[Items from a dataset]
<<<<

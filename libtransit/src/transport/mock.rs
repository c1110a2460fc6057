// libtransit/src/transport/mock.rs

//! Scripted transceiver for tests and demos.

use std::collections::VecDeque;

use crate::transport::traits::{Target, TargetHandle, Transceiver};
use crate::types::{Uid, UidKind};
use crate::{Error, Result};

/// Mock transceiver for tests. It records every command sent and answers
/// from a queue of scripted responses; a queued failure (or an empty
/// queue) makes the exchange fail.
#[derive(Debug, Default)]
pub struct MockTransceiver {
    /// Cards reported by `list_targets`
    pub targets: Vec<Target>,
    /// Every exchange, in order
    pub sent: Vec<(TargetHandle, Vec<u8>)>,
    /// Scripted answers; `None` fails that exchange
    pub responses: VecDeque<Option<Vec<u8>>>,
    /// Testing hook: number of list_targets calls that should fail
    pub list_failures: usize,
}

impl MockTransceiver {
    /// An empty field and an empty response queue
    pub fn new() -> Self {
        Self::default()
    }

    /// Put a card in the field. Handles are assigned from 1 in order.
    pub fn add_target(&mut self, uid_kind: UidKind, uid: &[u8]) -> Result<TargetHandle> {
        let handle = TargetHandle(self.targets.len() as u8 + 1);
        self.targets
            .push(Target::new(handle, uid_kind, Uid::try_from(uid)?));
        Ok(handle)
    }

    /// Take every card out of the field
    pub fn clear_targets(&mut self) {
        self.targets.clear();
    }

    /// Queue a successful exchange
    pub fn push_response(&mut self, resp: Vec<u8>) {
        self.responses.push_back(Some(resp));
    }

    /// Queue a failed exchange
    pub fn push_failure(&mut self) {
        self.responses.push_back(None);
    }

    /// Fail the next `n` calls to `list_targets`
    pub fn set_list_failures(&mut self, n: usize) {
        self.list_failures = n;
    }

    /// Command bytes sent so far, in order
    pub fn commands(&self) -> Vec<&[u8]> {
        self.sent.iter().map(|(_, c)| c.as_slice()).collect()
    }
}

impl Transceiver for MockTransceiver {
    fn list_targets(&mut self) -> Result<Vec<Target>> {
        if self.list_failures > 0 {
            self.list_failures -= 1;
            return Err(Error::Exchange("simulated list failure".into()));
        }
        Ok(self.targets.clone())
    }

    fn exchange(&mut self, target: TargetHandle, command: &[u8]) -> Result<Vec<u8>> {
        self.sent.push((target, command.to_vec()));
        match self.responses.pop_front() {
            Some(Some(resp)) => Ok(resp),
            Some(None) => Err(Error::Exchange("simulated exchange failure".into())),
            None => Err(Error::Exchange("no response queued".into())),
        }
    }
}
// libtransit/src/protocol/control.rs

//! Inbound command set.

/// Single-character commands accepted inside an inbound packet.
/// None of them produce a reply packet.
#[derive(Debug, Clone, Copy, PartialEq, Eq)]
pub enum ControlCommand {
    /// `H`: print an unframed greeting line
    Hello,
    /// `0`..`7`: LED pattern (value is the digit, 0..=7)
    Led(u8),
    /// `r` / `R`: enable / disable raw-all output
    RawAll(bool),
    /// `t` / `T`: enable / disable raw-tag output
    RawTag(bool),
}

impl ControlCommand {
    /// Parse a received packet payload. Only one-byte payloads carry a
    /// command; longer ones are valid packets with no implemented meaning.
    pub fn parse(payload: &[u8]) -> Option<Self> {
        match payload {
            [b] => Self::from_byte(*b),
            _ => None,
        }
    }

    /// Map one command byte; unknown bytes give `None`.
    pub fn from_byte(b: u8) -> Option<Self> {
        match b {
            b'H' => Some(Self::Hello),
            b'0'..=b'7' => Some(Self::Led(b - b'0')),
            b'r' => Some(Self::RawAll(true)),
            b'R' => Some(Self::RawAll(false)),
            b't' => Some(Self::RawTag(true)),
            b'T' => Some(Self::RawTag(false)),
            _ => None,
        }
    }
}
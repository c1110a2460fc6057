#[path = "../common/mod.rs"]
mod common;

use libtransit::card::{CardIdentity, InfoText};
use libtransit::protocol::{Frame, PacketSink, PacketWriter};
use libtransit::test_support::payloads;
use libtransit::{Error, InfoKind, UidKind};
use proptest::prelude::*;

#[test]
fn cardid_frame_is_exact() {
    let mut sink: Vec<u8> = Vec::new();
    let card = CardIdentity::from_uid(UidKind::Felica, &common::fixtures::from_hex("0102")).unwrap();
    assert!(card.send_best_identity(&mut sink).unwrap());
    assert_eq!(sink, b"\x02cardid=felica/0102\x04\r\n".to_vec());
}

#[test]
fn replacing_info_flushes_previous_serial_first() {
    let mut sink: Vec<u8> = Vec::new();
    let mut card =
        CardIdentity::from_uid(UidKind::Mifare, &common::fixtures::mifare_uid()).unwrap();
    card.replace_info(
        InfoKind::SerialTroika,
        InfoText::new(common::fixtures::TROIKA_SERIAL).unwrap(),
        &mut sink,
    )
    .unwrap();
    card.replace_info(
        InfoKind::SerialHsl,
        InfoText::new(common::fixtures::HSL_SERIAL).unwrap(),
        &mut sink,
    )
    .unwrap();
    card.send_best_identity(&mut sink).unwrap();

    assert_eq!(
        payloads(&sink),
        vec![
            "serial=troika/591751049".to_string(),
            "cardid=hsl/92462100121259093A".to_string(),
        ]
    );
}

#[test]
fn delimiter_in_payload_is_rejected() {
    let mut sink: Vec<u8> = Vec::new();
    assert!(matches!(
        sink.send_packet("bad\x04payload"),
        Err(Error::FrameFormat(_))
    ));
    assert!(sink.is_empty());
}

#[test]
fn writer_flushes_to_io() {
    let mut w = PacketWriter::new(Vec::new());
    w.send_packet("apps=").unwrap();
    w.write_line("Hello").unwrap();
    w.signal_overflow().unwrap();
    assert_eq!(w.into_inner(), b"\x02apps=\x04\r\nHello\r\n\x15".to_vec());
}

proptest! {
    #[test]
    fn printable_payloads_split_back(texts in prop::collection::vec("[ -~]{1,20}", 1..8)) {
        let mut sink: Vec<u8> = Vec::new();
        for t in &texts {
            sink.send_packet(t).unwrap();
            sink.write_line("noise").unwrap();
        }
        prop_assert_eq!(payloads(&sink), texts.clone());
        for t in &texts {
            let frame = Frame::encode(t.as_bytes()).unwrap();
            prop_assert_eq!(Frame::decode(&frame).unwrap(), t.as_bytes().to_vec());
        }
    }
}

>>>>
<<<<

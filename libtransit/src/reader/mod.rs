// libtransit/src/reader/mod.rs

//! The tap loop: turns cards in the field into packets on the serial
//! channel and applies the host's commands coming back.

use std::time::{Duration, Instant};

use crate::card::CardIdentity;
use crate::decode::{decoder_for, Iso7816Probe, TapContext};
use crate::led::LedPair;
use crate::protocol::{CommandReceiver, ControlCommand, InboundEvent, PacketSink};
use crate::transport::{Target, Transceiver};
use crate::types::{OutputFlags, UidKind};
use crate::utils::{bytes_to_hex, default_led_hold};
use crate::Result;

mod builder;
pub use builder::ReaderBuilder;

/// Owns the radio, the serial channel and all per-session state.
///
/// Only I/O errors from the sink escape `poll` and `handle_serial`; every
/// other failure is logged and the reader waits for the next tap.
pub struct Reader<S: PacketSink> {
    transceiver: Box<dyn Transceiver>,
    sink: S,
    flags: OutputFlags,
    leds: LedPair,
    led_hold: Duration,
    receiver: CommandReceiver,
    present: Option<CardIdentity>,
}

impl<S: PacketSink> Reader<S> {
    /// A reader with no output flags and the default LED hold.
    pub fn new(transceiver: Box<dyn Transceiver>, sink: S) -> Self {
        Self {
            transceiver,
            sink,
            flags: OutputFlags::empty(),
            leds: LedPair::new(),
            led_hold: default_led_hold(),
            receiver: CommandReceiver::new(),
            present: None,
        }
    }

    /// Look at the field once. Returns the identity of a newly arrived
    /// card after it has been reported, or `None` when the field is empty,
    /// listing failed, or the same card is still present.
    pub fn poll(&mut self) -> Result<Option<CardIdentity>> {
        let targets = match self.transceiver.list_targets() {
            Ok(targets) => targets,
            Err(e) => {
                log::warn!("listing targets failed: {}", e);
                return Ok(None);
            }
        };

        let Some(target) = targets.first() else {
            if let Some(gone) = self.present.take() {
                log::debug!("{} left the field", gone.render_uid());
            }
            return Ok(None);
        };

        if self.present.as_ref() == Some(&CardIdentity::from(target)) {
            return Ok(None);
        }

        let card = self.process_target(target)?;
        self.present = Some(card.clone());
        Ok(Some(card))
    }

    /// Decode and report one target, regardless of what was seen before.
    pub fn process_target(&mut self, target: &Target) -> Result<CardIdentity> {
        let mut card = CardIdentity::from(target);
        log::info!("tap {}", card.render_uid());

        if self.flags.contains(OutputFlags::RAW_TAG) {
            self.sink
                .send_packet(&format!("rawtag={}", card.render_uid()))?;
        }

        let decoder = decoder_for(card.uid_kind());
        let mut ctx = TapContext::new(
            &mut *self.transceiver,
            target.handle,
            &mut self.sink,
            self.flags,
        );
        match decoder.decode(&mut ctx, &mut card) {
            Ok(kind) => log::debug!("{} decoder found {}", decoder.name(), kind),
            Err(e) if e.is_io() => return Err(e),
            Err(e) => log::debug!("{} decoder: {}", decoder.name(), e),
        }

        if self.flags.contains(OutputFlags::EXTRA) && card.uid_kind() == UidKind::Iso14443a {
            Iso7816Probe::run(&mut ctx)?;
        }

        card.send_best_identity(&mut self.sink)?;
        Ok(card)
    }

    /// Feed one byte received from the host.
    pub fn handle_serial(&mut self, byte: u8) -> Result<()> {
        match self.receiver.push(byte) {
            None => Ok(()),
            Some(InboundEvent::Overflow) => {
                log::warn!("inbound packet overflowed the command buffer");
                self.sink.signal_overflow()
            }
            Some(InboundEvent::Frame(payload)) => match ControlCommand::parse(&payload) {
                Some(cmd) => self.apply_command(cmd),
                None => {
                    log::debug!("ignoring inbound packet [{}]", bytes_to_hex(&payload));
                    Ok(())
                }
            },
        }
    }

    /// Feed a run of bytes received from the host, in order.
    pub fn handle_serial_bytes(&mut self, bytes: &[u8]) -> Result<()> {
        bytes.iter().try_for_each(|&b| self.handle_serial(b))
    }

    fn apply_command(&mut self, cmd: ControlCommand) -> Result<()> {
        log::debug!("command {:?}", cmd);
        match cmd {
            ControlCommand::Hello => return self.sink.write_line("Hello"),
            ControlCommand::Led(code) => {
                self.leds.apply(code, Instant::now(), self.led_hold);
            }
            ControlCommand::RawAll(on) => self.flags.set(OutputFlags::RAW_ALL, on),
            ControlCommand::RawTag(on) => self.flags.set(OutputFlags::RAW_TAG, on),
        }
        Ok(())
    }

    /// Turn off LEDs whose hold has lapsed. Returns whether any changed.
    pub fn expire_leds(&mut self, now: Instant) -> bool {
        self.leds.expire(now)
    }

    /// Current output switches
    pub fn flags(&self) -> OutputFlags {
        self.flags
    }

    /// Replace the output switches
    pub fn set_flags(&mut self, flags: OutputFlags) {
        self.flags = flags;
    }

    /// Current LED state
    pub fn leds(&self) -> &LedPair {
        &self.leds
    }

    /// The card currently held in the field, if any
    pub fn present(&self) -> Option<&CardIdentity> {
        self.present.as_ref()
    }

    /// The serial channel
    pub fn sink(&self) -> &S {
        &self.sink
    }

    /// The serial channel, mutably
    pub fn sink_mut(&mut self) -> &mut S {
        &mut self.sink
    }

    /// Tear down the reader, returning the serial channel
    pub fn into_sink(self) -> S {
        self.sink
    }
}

>>>>
<<<<

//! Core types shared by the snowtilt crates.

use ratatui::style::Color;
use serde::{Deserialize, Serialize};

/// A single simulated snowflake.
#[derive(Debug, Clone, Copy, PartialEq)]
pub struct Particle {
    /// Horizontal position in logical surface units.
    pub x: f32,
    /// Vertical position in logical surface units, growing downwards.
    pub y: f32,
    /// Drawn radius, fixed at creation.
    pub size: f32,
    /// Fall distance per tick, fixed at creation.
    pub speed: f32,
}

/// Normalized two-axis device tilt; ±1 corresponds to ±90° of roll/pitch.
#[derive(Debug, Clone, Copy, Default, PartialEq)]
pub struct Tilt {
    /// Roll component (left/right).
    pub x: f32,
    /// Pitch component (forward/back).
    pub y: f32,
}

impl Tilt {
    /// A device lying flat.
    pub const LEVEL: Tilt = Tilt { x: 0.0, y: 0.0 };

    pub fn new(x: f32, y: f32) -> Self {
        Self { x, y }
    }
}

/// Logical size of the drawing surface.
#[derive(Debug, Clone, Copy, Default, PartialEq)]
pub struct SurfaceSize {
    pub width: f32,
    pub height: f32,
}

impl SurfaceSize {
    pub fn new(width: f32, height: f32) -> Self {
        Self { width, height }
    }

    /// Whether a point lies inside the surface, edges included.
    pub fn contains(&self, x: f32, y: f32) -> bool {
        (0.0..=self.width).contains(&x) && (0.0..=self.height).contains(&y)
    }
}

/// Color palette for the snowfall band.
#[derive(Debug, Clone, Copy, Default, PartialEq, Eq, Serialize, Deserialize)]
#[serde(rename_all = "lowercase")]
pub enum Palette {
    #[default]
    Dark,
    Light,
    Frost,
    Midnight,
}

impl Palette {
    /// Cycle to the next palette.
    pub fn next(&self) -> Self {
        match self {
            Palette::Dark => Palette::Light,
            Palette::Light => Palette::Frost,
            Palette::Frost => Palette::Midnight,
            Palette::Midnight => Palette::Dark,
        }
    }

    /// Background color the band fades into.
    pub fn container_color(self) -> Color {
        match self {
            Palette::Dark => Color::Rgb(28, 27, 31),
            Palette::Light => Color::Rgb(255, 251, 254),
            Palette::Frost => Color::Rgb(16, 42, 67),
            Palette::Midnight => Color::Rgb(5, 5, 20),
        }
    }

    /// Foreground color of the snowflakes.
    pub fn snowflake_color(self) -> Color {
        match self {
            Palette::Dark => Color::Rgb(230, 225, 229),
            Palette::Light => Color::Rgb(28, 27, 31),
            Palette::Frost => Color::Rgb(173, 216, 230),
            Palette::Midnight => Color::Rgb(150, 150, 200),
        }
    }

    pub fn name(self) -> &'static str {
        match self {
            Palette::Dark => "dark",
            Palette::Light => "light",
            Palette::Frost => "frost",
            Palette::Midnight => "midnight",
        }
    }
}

>>>>

■ WHAT YOU ARE ASKED TO DO:
Beginning at the line above with "self.targets.clear();" and finishing at the line with "pub fn push_failure(&mut", return each line exactly and return nothing else.

■ RESULT:
        self.targets.clear();
    }

    /// Queue a successful exchange
    pub fn push_response(&mut self, resp: Vec<u8>) {
        self.responses.push_back(Some(resp));
    }

    /// Queue a failed exchange
    pub fn push_failure(&mut self) {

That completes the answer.